江戸時代の和船を復元した「気仙丸」(2003年8月26日撮影)

 今年2020年も、日本列島に上陸した台風により各地で被害が出ています。9月に入ってからも、「記録的な暴風雨」が懸念された台風10号があり、目下は台風12号が日本列島に近づいてきています。上陸することはないようですが、漁業や海運など、海や船に関わる仕事をする方々にとっては油断ならない状況です。

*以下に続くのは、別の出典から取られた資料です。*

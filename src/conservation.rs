// Copyright 2026 Hypermesh Foundation. All rights reserved.
// Planet Economy Engine - Invariant Audit

use serde::{Deserialize, Serialize};

use crate::types::PlanetEconomyState;

/// Absolute error below this is treated as balanced.
pub const SHIP_TOLERANCE: f64 = 1e-6;

// ---------------------------------------------------------------------------
// Invariants
// ---------------------------------------------------------------------------

#[derive(Debug, Clone, PartialEq, thiserror::Error)]
pub enum InvariantViolation {
    #[error("negative spaceship count: {0}")]
    NegativeShips(f64),

    #[error("negative external upkeep: {0}")]
    NegativeUpkeep(f64),

    #[error("upkeep duration {duration} outside [0, {window}]")]
    DurationOutOfRange { duration: f64, window: f64 },

    #[error("upkeep {upkeep} and duration {duration} must be zero together")]
    UnpairedZero { upkeep: f64, duration: f64 },

    #[error("clock moved backward: {before} -> {after}")]
    ClockRewound { before: f64, after: f64 },

    #[error("non-finite field: {0}")]
    NonFinite(&'static str),

    #[error("{field} must be positive and finite, got {value}")]
    InvalidConstant { field: &'static str, value: f64 },
}

/// Return the first invariant `state` violates, if any.
pub fn check_invariants(state: &PlanetEconomyState) -> Result<(), InvariantViolation> {
    check_constants(state)?;
    for (name, value) in [
        ("num_spaceships", state.num_spaceships),
        ("last_update", state.last_update),
        ("external_upkeep", state.external_upkeep),
        ("external_upkeep_duration", state.external_upkeep_duration),
    ] {
        if !value.is_finite() {
            return Err(InvariantViolation::NonFinite(name));
        }
    }

    if state.num_spaceships < 0.0 {
        return Err(InvariantViolation::NegativeShips(state.num_spaceships));
    }
    if state.external_upkeep < 0.0 {
        return Err(InvariantViolation::NegativeUpkeep(state.external_upkeep));
    }

    let window = state.world.external_upkeep_duration;
    let duration = state.external_upkeep_duration;
    if duration < 0.0 || duration > window {
        return Err(InvariantViolation::DurationOutOfRange { duration, window });
    }
    if (state.external_upkeep == 0.0) != (duration == 0.0) {
        return Err(InvariantViolation::UnpairedZero {
            upkeep: state.external_upkeep,
            duration,
        });
    }
    Ok(())
}

/// Planet and world constants must be positive and finite; every tick
/// divides by or clamps against them.
pub fn check_constants(state: &PlanetEconomyState) -> Result<(), InvariantViolation> {
    for (field, value) in [
        ("production", state.stats.production),
        ("maxUpkeep", state.stats.max_upkeep),
        ("externalUpKeepDuration", state.world.external_upkeep_duration),
        ("externalUpkeepDownRate", state.world.external_upkeep_down_rate),
    ] {
        if !(value.is_finite() && value > 0.0) {
            return Err(InvariantViolation::InvalidConstant { field, value });
        }
    }
    Ok(())
}

/// Check a transition: the post state must be valid and not rewind the clock.
pub fn check_transition(
    before: &PlanetEconomyState,
    after: &PlanetEconomyState,
) -> Result<(), InvariantViolation> {
    check_invariants(after)?;
    if after.last_update < before.last_update {
        return Err(InvariantViolation::ClockRewound {
            before: before.last_update,
            after: after.last_update,
        });
    }
    Ok(())
}

/// Ship conservation at departure.
///
/// `advanced` is the state after the implicit advance, `departed` the state
/// returned by the departure. Returns the absolute leak; zero is balanced.
pub fn ship_balance(advanced: &PlanetEconomyState, departed: &PlanetEconomyState, quantity: f64) -> f64 {
    (advanced.num_spaceships - quantity - departed.num_spaceships).abs()
}

// ---------------------------------------------------------------------------
// Audit log
// ---------------------------------------------------------------------------

/// Running tally of checked transitions.
#[derive(Serialize, Deserialize, Debug, Clone, Default)]
pub struct InvariantAudit {
    pub checked: u64,
    pub violations: u64,
    /// Display text of the first violation seen.
    pub first_violation: Option<String>,
    /// Largest departure imbalance seen.
    pub max_ship_leak: f64,
}

impl InvariantAudit {
    pub fn new() -> Self {
        Self::default()
    }

    pub fn record(&mut self, before: &PlanetEconomyState, after: &PlanetEconomyState) {
        self.checked += 1;
        if let Err(violation) = check_transition(before, after) {
            self.violations += 1;
            if self.first_violation.is_none() {
                self.first_violation = Some(violation.to_string());
            }
        }
    }

    pub fn record_departure(&mut self, advanced: &PlanetEconomyState, departed: &PlanetEconomyState, quantity: f64) {
        let leak = ship_balance(advanced, departed, quantity);
        self.max_ship_leak = self.max_ship_leak.max(leak);
        if leak > SHIP_TOLERANCE {
            self.violations += 1;
            if self.first_violation.is_none() {
                self.first_violation = Some(format!("departure leaked {leak} ships"));
            }
        }
    }

    pub fn is_clean(&self) -> bool {
        self.violations == 0
    }
}

// ---------------------------------------------------------------------------
// Tests
// ---------------------------------------------------------------------------
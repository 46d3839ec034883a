// Copyright 2026 Hypermesh Foundation. All rights reserved.
// Planet Economy Engine - Type Definitions

use serde::{Deserialize, Serialize};

/// Production is quoted per hour; the clock runs in seconds.
pub const SECONDS_PER_HOUR: f64 = 3600.0;

// ─── Planet Stats ───────────────────────────────────────────────────────────

/// Per-planet production parameters, synchronized from the game contract.
#[derive(Debug, Clone, Copy, PartialEq, Serialize, Deserialize)]
#[serde(rename_all = "camelCase")]
pub struct PlanetStats {
    /// Ships produced per hour at full capacity.
    pub production: f64,
    /// Capacity cap ("MAX").
    pub max_upkeep: f64,
}

// ─── World Constants ────────────────────────────────────────────────────────

/// Game-wide upkeep constants, fixed per game instance.
#[derive(Debug, Clone, Copy, PartialEq, Serialize, Deserialize)]
#[serde(rename_all = "camelCase")]
pub struct WorldConfig {
    /// Maximum decay window (seconds) for any upkeep debt.
    #[serde(rename = "externalUpKeepDuration")]
    pub external_upkeep_duration: f64,
    /// Maximum linear decay rate of upkeep debt (ships/second).
    pub external_upkeep_down_rate: f64,
}

// ─── Planet Economy State ───────────────────────────────────────────────────

/// The record advanced by every engine operation.
///
/// `Copy` on purpose: operations take a state and hand back a new one, so a
/// caller can keep the previous value as a snapshot.
#[derive(Debug, Clone, Copy, PartialEq, Serialize, Deserialize)]
#[serde(rename_all = "camelCase")]
pub struct PlanetEconomyState {
    pub num_spaceships: f64,
    /// Simulation clock (seconds) of the last advance.
    pub last_update: f64,
    /// Remaining capacity debt owed by departed ships.
    pub external_upkeep: f64,
    /// Remaining seconds over which `external_upkeep` fully decays.
    pub external_upkeep_duration: f64,
    pub stats: PlanetStats,
    pub world: WorldConfig,
}

impl PlanetEconomyState {
    /// Fresh planet at genesis or acquisition time, with no upkeep debt.
    pub fn genesis(stats: PlanetStats, world: WorldConfig, time: f64, initial_grant: f64) -> Self {
        Self {
            num_spaceships: initial_grant.max(0.0),
            last_update: time,
            external_upkeep: 0.0,
            external_upkeep_duration: 0.0,
            stats,
            world,
        }
    }

    /// Current regime pair, recomputed from the continuous values.
    pub fn regime(&self) -> Regime {
        let population = if self.num_spaceships >= self.stats.max_upkeep {
            PopulationRegime::AboveCap
        } else {
            PopulationRegime::BelowCap
        };
        let upkeep = if self.external_upkeep > 0.0 {
            UpkeepRegime::DebtPresent
        } else {
            UpkeepRegime::DebtAbsent
        };
        Regime { population, upkeep }
    }

    pub fn has_debt(&self) -> bool {
        self.external_upkeep > 0.0
    }

    /// Ship count as shown to players (whole ships only).
    pub fn whole_spaceships(&self) -> u64 {
        self.num_spaceships.max(0.0).floor() as u64
    }

    pub(crate) fn clear_debt(&mut self) {
        self.external_upkeep = 0.0;
        self.external_upkeep_duration = 0.0;
    }
}

// ─── Regimes ────────────────────────────────────────────────────────────────

#[derive(Debug, Clone, Copy, PartialEq, Eq, Serialize, Deserialize)]
pub enum PopulationRegime {
    /// At or above the cap: decays back toward it at half production.
    AboveCap,
    /// Below the cap: grows, throttled by active upkeep debt.
    BelowCap,
}

#[derive(Debug, Clone, Copy, PartialEq, Eq, Serialize, Deserialize)]
pub enum UpkeepRegime {
    DebtPresent,
    DebtAbsent,
}

/// Classification a tick is evaluated under. Never stored.
#[derive(Debug, Clone, Copy, PartialEq, Eq, Serialize, Deserialize)]
pub struct Regime {
    pub population: PopulationRegime,
    pub upkeep: UpkeepRegime,
}
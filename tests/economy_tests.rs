#![cfg(not(target_arch = "wasm32"))]

#[cfg(test)]
mod tests {
    use planet_engine::conservation::{check_invariants, check_transition, ship_balance, SHIP_TOLERANCE};
    use planet_engine::core_economy;
    use planet_engine::{adapter, count_arrival, peek, receive_spaceships, send};
    use planet_engine::{EconomyError, GameConfig, PlanetEconomyState};
    use rand::{Rng, SeedableRng};
    use rand_chacha::ChaCha8Rng;

    const MAX: f64 = 259_200.0;
    const DAY: f64 = 86_400.0;

    fn fresh() -> PlanetEconomyState {
        GameConfig::default().genesis(0.0, 0.0)
    }

    fn assert_close(actual: f64, expected: f64, what: &str) {
        let tol = 1e-6 * expected.abs().max(1.0);
        assert!(
            (actual - expected).abs() <= tol,
            "{what}: expected {expected}, got {actual}"
        );
    }

    // ========== End-to-end scenarios ==========

    #[test]
    fn test_fresh_planet_saturates_at_cap() {
        let mut s = fresh();
        let mut last = s.num_spaceships;
        for day in 0..10 {
            s = peek(&s, DAY).expect("advance");
            assert!(s.num_spaceships >= last, "day {day}: dropped to {}", s.num_spaceships);
            assert!(s.num_spaceships <= MAX, "day {day}: overshot to {}", s.num_spaceships);
            last = s.num_spaceships;
        }
        assert_close(s.num_spaceships, MAX, "saturated count");
        assert_close(s.last_update, 10.0 * DAY, "clock");
    }

    #[test]
    fn test_full_departure_recovers() {
        let s = peek(&fresh(), 2.0 * DAY).expect("advance");
        let mut s = send(&s, DAY, MAX).expect("send");
        assert_eq!(s.num_spaceships, 0.0);
        assert_close(s.external_upkeep, MAX, "upkeep after send");
        assert_eq!(s.external_upkeep_duration, DAY);

        let depart_time = s.last_update;
        let mut last = s.num_spaceships;
        for _ in 0..8 {
            s = peek(&s, DAY / 2.0).expect("advance");
            assert!(s.num_spaceships >= last);
            last = s.num_spaceships;
            if s.last_update - depart_time >= DAY {
                assert_eq!(s.external_upkeep, 0.0, "debt outlived its window");
                assert_eq!(s.external_upkeep_duration, 0.0);
            }
        }
        assert_close(s.num_spaceships, MAX, "recovered count");
    }

    #[test]
    fn test_full_departure_half_day_steps() {
        let s = peek(&fresh(), 2.0 * DAY).expect("advance");
        let s = send(&s, DAY, MAX).expect("send");

        // first half day: the debt eats the whole capacity budget
        let s = peek(&s, DAY / 2.0).expect("advance");
        assert_eq!(s.num_spaceships, 0.0);
        assert_close(s.external_upkeep, MAX - 4320.0, "upkeep");
        assert_close(s.external_upkeep_duration, DAY / 2.0, "duration");

        // second half day: 93_312_000 of 11_197_440_000 capacity is free
        let s = peek(&s, DAY / 2.0).expect("advance");
        assert_close(s.num_spaceships, 360.0, "ships");
        assert_eq!(s.external_upkeep, 0.0);
    }

    #[test]
    fn test_split_departure_tracks_single_departure() {
        let base = peek(&fresh(), 2.0 * DAY).expect("advance");

        let mut single = send(&base, DAY, MAX).expect("single send");
        let split = send(&base, DAY, MAX / 2.0).expect("first half");
        let mut split = send(&split, 0.0, MAX / 2.0).expect("second half");

        assert_close(split.external_upkeep, single.external_upkeep, "merged upkeep");
        assert_close(split.external_upkeep_duration, single.external_upkeep_duration, "merged duration");

        for step in 0..8 {
            single = peek(&single, DAY / 2.0).expect("advance single");
            split = peek(&split, DAY / 2.0).expect("advance split");
            assert!(
                (single.num_spaceships - split.num_spaceships).abs() < 1.0,
                "step {step}: {} vs {}",
                single.num_spaceships,
                split.num_spaceships
            );
            assert!((single.external_upkeep - split.external_upkeep).abs() < 1.0);
        }
    }

    #[test]
    fn test_staggered_departure_stays_bounded() {
        let base = peek(&fresh(), 3.0 * DAY).expect("advance");
        let first = send(&base, 0.0, MAX / 2.0).expect("first");
        let second = send(&first, 3600.0, MAX / 2.0).expect("second");

        assert!(second.external_upkeep > 0.0);
        assert!(second.external_upkeep_duration <= DAY);
        assert!(check_invariants(&second).is_ok());

        let mut s = second;
        for _ in 0..4 {
            s = peek(&s, DAY / 2.0).expect("advance");
            check_invariants(&s).expect("invariants");
        }
        assert_eq!(s.external_upkeep, 0.0);
    }

    #[test]
    fn test_oversized_departure_rejected() {
        let s = peek(&fresh(), 3600.0).expect("advance");
        let err = send(&s, 0.0, 10_000.0).expect_err("should fail");
        assert!(matches!(err, EconomyError::InsufficientShips { .. }), "got {err}");

        let mut in_place = s;
        assert!(in_place.depart(0.0, 10_000.0).is_err());
        assert_eq!(in_place, s);
    }

    #[test]
    fn test_negative_advance_rejected() {
        let s = peek(&fresh(), 3600.0).expect("advance");
        assert_eq!(peek(&s, -1.0), Err(EconomyError::InvalidTimeTravel(-1.0)));

        let mut in_place = s;
        assert!(in_place.advance(-1.0).is_err());
        assert_eq!(in_place, s);
    }

    #[test]
    fn test_expired_window_arrival_is_noop() {
        let s = peek(&fresh(), DAY).expect("advance");
        let s = send(&s, 0.0, 1000.0).expect("send");
        // started two days before now: nothing left to redeem
        let start = s.last_update + 10.0 - 2.0 * DAY;
        let arrived = count_arrival(&s, 10.0, 1000.0, start).expect("arrival");
        assert_eq!(arrived, peek(&s, 10.0).expect("advance"));
    }

    #[test]
    fn test_zero_quantity_arrival_and_return_only_advance() {
        let s = peek(&fresh(), DAY).expect("advance");
        let s = send(&s, 0.0, 5000.0).expect("send");
        assert!(s.has_debt());

        let advanced = peek(&s, 600.0).expect("advance");
        let arrived = count_arrival(&s, 600.0, 0.0, s.last_update).expect("arrival");
        assert_eq!(arrived, advanced);
        let received = receive_spaceships(&s, 600.0, 0.0).expect("receive");
        assert_eq!(received, advanced);
    }

    #[test]
    fn test_arrival_restores_growth() {
        let s = peek(&fresh(), DAY).expect("advance");
        let departed = send(&s, 0.0, 50_000.0).expect("send");

        let throttled = peek(&departed, 3600.0).expect("advance");
        let redeemed = count_arrival(&departed, 0.0, 50_000.0, departed.last_update).expect("arrival");
        assert_eq!(redeemed.external_upkeep, 0.0);
        let free = peek(&redeemed, 3600.0).expect("advance");
        assert!(free.num_spaceships > throttled.num_spaceships);
    }

    #[test]
    fn test_gift_above_cap_decays_back() {
        let s = peek(&fresh(), 3.0 * DAY).expect("advance");
        let s = receive_spaceships(&s, 0.0, 10_000.0).expect("receive");
        assert_close(s.num_spaceships, MAX + 10_000.0, "after gift");
        let s = peek(&s, 3600.0).expect("advance");
        assert_close(s.num_spaceships, MAX + 10_000.0 - 1800.0, "after an hour");
        let s = peek(&s, DAY).expect("advance");
        assert_close(s.num_spaceships, MAX, "back at cap");
    }

    // ========== Property sweeps ==========

    enum Op {
        Advance(f64),
        Send(f64, f64),
        Arrive(f64, f64, f64),
        Receive(f64, f64),
    }

    fn random_op(rng: &mut ChaCha8Rng, s: &PlanetEconomyState) -> Op {
        let dt = rng.gen_range(0.0..DAY / 2.0);
        match rng.gen_range(0..4) {
            0 => Op::Advance(dt),
            1 => Op::Send(dt, rng.gen_range(0.0..=1.0) * s.num_spaceships),
            2 => Op::Arrive(dt, rng.gen_range(0.0..20_000.0), s.last_update - rng.gen_range(0.0..DAY * 1.5)),
            _ => Op::Receive(dt, rng.gen_range(0.0..30_000.0)),
        }
    }

    fn apply(s: &PlanetEconomyState, op: &Op) -> Result<PlanetEconomyState, EconomyError> {
        match *op {
            Op::Advance(dt) => peek(s, dt),
            Op::Send(dt, q) => send(s, dt, q),
            Op::Arrive(dt, q, start) => count_arrival(s, dt, q, start),
            Op::Receive(dt, q) => receive_spaceships(s, dt, q),
        }
    }

    #[test]
    fn test_random_sequences_keep_invariants() {
        for seed in 0..20u64 {
            let mut rng = ChaCha8Rng::seed_from_u64(seed);
            let mut s = fresh();
            for step in 0..300 {
                let op = random_op(&mut rng, &s);
                let before = s;
                match apply(&s, &op) {
                    Ok(next) => s = next,
                    // a send sized before the advance can still exceed supply
                    // when the planet was decaying above cap
                    Err(EconomyError::InsufficientShips { .. }) => continue,
                    Err(e) => panic!("seed {seed} step {step}: {e}"),
                }
                check_transition(&before, &s)
                    .unwrap_or_else(|v| panic!("seed {seed} step {step}: {v}"));
            }
        }
    }

    #[test]
    fn test_departure_conserves_ships() {
        let mut rng = ChaCha8Rng::seed_from_u64(7);
        let mut s = peek(&fresh(), DAY).expect("advance");
        for _ in 0..200 {
            let dt = rng.gen_range(0.0..7200.0);
            let advanced = peek(&s, dt).expect("advance");
            let q = rng.gen_range(0.0..=0.5) * advanced.num_spaceships;
            let departed = send(&s, dt, q).expect("send");
            assert!(ship_balance(&advanced, &departed, q) <= SHIP_TOLERANCE);
            s = departed;
        }
    }

    #[test]
    fn test_pure_growth_never_overshoots() {
        let mut rng = ChaCha8Rng::seed_from_u64(11);
        let mut s = fresh();
        let mut last = 0.0;
        for _ in 0..500 {
            s = peek(&s, rng.gen_range(0.0..5000.0)).expect("advance");
            assert!(s.num_spaceships <= MAX);
            assert!(s.num_spaceships >= last);
            last = s.num_spaceships;
        }
    }

    #[test]
    fn test_zero_advance_is_idempotent() {
        let mut rng = ChaCha8Rng::seed_from_u64(3);
        let mut s = fresh();
        for _ in 0..100 {
            if let Ok(next) = apply(&s, &random_op(&mut rng, &s)) {
                s = next;
            }
            let same = peek(&s, 0.0).expect("advance");
            assert_eq!(same.num_spaceships, s.num_spaceships);
            assert_eq!(same.external_upkeep, s.external_upkeep);
            assert_eq!(same.external_upkeep_duration, s.external_upkeep_duration);
        }
    }

    #[test]
    fn test_float_tracks_fixed_point_reference() {
        let mut rng = ChaCha8Rng::seed_from_u64(99);
        let mut float = peek(&fresh(), DAY).expect("advance");
        let mut fixed = adapter::to_fixed(&float);
        for step in 0..200 {
            let dt = rng.gen_range(0.0..DAY / 4.0);
            if rng.gen_bool(0.3) {
                let q = (rng.gen_range(0.0..0.5) * float.num_spaceships).floor();
                float = send(&float, dt, q).expect("float send");
                fixed = core_economy::send(&fixed, adapter::to_decimal(dt), adapter::to_ships(q))
                    .expect("fixed send");
            } else {
                float = peek(&float, dt).expect("float advance");
                fixed = core_economy::peek(&fixed, adapter::to_decimal(dt)).expect("fixed advance");
            }
            let delta = adapter::cross_check(&float, &fixed);
            assert!(delta.max_ships() < 1e-3, "step {step}: drift {delta:?}");
        }
    }
}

 磐井郡藤沢本郷(岩手県一関市・旧藤沢町)の有力な商家だった丸吉皆川家の当主が書き残した「丸吉皆川家日誌」の中に、台風に伴う海難事故に関する記事が見られます。天保6年閏7月7日(西暦1835年8月30日/以下、本記事の( )内の日付は原史料の和暦での日付標記を西暦に換算したもの)に、現在の仙台市中心部や宮城県域に大きな被害を出した台風に関するものです。
 この記事の紹介から、江戸時代後期の個人が記した記録として屈指の質量を持つ「丸吉皆川家日誌」の世界を、少しずつ行っていきたいと思います。
 なお「丸吉皆川家日誌」については、本サイトの「電子拾遺館」をご覧ください。

 史料1 : 閏7月16日頃(9月8日) 気仙沼の船からの情報
 (概要)丸吉皆川家に、同月3日に銚子(千葉県銚子市)を出港した気仙沼(宮城県気仙沼市)の船から「相場書」が届く。船は前日の15日に気仙沼に着船。銚子でのたばこ・粕(イワシの〆粕/肥料の原料)・米の相場を知る。7日の嵐については、同船が「夏海」の「沖通り」であったためか、何事もなく、嵐の様子も知らなかった。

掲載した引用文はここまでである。